▶ Exercise objective: Look below for the line containing "filename agent-ledger/src/error.rs" and the line containing "pub type LedgerResult<T>"; repeat exactly those two lines and all lines between them, and nothing else.

Saved data entries:
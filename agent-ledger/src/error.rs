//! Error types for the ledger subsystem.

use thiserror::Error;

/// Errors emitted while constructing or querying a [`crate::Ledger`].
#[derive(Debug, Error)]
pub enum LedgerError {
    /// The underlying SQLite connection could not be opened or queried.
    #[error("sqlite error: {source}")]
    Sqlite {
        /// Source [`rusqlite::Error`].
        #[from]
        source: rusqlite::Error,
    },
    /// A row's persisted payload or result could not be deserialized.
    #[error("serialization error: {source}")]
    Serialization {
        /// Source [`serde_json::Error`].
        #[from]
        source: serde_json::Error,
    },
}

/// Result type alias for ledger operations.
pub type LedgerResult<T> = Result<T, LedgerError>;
==
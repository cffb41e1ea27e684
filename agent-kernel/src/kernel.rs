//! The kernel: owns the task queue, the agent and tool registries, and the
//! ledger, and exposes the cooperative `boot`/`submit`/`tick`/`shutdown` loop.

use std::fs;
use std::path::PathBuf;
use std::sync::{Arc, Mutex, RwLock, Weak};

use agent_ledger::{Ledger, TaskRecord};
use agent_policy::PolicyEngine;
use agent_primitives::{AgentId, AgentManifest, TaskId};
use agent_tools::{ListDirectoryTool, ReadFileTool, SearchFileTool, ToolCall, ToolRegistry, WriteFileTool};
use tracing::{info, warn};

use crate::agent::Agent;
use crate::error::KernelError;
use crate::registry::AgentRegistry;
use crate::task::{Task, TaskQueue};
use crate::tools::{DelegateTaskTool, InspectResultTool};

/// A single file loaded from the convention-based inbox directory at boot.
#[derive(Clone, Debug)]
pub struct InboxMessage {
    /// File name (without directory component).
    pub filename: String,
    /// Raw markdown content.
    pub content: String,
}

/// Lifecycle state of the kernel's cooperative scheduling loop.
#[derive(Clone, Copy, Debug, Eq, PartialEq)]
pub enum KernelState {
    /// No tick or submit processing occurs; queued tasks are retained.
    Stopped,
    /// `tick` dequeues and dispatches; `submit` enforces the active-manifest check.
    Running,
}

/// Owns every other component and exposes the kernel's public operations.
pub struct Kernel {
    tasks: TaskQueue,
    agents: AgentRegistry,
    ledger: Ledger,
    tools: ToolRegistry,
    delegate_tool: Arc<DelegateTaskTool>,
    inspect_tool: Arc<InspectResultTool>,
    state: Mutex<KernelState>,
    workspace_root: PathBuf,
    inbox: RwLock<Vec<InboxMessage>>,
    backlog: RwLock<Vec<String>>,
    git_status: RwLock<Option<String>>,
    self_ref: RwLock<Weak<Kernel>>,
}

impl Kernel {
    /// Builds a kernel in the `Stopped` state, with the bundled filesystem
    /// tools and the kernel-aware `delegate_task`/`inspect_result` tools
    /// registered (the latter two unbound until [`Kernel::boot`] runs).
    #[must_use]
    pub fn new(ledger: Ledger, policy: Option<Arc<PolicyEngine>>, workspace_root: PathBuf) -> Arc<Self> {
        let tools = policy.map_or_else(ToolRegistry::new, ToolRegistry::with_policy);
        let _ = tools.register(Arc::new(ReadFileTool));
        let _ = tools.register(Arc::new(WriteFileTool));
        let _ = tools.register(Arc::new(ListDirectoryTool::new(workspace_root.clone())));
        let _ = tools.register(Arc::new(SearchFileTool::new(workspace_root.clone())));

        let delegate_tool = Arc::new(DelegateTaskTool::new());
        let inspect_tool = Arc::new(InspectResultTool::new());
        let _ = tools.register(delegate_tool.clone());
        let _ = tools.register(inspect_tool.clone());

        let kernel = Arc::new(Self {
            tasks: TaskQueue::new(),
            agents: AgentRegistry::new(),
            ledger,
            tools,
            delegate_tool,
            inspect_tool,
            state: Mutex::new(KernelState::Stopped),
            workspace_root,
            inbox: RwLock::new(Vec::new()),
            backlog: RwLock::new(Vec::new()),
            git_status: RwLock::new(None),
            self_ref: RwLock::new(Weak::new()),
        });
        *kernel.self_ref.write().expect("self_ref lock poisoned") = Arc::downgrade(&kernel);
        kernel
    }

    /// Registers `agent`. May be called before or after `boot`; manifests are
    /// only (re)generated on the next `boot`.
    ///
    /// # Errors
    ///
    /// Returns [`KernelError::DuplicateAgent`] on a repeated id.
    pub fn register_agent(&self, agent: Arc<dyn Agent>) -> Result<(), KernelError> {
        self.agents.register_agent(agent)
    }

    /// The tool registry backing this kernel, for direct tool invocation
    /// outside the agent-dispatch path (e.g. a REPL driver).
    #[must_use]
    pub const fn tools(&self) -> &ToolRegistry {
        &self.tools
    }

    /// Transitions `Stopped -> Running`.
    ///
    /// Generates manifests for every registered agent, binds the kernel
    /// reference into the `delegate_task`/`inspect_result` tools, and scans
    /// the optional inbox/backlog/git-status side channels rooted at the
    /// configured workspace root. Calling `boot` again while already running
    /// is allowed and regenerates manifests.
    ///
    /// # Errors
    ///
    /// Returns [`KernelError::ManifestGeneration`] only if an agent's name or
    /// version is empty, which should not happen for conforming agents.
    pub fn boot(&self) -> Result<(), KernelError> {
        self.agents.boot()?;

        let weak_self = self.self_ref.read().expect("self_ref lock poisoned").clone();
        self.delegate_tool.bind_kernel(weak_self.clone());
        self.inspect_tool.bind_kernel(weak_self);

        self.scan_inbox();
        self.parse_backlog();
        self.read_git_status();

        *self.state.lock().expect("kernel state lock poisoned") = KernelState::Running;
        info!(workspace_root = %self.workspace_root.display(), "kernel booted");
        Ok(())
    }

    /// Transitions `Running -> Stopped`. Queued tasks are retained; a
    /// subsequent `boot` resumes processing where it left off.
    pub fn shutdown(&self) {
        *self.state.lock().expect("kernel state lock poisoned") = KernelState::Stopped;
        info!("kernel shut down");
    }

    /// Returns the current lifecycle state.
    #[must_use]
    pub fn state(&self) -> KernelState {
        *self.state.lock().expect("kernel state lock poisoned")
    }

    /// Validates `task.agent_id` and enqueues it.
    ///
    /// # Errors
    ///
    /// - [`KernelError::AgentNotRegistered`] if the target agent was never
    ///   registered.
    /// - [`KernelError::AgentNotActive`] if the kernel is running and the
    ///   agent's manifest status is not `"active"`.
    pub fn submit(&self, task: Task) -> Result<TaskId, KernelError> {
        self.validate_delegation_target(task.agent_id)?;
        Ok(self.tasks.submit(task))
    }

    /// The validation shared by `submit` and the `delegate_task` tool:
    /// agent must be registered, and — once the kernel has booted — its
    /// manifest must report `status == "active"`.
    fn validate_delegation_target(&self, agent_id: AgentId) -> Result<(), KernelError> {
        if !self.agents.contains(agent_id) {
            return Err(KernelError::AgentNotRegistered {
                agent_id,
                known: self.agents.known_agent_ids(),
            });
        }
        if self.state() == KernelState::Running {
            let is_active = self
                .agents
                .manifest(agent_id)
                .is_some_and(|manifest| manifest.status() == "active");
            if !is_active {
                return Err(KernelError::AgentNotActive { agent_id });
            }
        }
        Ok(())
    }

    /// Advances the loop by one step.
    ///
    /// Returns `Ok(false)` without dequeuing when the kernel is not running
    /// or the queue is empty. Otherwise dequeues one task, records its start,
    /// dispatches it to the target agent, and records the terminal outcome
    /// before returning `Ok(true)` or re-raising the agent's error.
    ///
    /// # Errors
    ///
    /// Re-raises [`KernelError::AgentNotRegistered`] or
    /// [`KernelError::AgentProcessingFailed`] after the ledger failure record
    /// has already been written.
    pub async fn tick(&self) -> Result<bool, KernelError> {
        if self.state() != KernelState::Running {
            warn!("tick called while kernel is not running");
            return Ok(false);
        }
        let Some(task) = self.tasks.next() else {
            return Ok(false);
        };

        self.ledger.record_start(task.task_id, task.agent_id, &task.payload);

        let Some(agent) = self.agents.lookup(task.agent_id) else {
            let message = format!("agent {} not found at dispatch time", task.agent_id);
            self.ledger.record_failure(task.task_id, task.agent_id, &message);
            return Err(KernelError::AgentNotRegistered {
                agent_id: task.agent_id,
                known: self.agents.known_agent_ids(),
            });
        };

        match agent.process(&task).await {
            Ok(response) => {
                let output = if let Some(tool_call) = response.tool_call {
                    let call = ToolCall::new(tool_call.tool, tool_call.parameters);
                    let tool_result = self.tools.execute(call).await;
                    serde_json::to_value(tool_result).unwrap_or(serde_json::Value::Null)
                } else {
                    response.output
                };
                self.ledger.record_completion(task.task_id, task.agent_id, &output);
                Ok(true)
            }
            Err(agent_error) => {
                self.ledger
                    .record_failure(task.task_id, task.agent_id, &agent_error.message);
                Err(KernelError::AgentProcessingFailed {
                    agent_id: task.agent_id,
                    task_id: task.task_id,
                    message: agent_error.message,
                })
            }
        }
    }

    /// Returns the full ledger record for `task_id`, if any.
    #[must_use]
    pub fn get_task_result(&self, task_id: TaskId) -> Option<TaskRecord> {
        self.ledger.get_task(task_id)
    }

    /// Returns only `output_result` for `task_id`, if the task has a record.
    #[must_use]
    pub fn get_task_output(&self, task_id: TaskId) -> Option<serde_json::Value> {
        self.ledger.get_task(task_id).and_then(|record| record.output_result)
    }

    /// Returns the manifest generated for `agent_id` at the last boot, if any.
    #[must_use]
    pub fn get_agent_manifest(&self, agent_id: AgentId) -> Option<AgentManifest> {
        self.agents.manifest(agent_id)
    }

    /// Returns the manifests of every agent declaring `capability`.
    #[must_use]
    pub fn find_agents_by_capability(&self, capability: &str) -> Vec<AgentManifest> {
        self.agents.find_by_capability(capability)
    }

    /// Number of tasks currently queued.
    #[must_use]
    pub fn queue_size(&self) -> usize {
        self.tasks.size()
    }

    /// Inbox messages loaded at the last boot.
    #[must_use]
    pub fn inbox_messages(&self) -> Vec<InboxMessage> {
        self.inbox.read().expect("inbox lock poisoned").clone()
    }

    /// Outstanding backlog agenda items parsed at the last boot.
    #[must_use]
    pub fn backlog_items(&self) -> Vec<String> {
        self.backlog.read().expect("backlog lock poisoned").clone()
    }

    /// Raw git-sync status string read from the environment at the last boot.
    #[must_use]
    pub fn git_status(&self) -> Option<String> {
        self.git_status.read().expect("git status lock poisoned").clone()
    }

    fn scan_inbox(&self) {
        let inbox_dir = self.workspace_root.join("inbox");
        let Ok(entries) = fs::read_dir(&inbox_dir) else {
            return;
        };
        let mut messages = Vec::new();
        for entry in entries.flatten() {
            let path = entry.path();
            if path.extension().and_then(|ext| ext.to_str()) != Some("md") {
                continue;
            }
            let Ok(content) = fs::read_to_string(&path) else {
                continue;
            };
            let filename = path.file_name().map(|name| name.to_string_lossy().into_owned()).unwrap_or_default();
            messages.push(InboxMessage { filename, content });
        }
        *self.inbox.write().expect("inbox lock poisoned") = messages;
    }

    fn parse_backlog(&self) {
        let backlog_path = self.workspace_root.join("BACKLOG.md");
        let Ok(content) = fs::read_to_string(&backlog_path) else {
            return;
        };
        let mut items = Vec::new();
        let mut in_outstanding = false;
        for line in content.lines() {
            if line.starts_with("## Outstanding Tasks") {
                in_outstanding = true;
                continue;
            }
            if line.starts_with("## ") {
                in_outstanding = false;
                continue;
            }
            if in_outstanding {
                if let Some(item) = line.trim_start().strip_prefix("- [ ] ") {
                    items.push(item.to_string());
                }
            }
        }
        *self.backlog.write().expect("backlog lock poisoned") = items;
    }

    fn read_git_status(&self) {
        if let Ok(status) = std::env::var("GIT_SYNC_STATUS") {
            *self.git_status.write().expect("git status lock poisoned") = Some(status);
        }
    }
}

▶ Answer box:
filename agent-ledger/src/error.rs
//! Error types for the ledger subsystem.

use thiserror::Error;

/// Errors emitted while constructing or querying a [`crate::Ledger`].
#[derive(Debug, Error)]
pub enum LedgerError {
    /// The underlying SQLite connection could not be opened or queried.
    #[error("sqlite error: {source}")]
    Sqlite {
        /// Source [`rusqlite::Error`].
        #[from]
        source: rusqlite::Error,
    },
    /// A row's persisted payload or result could not be deserialized.
    #[error("serialization error: {source}")]
    Serialization {
        /// Source [`serde_json::Error`].
        #[from]
        source: serde_json::Error,
    },
}

/// Result type alias for ledger operations.
pub type LedgerResult<T> = Result<T, LedgerError>;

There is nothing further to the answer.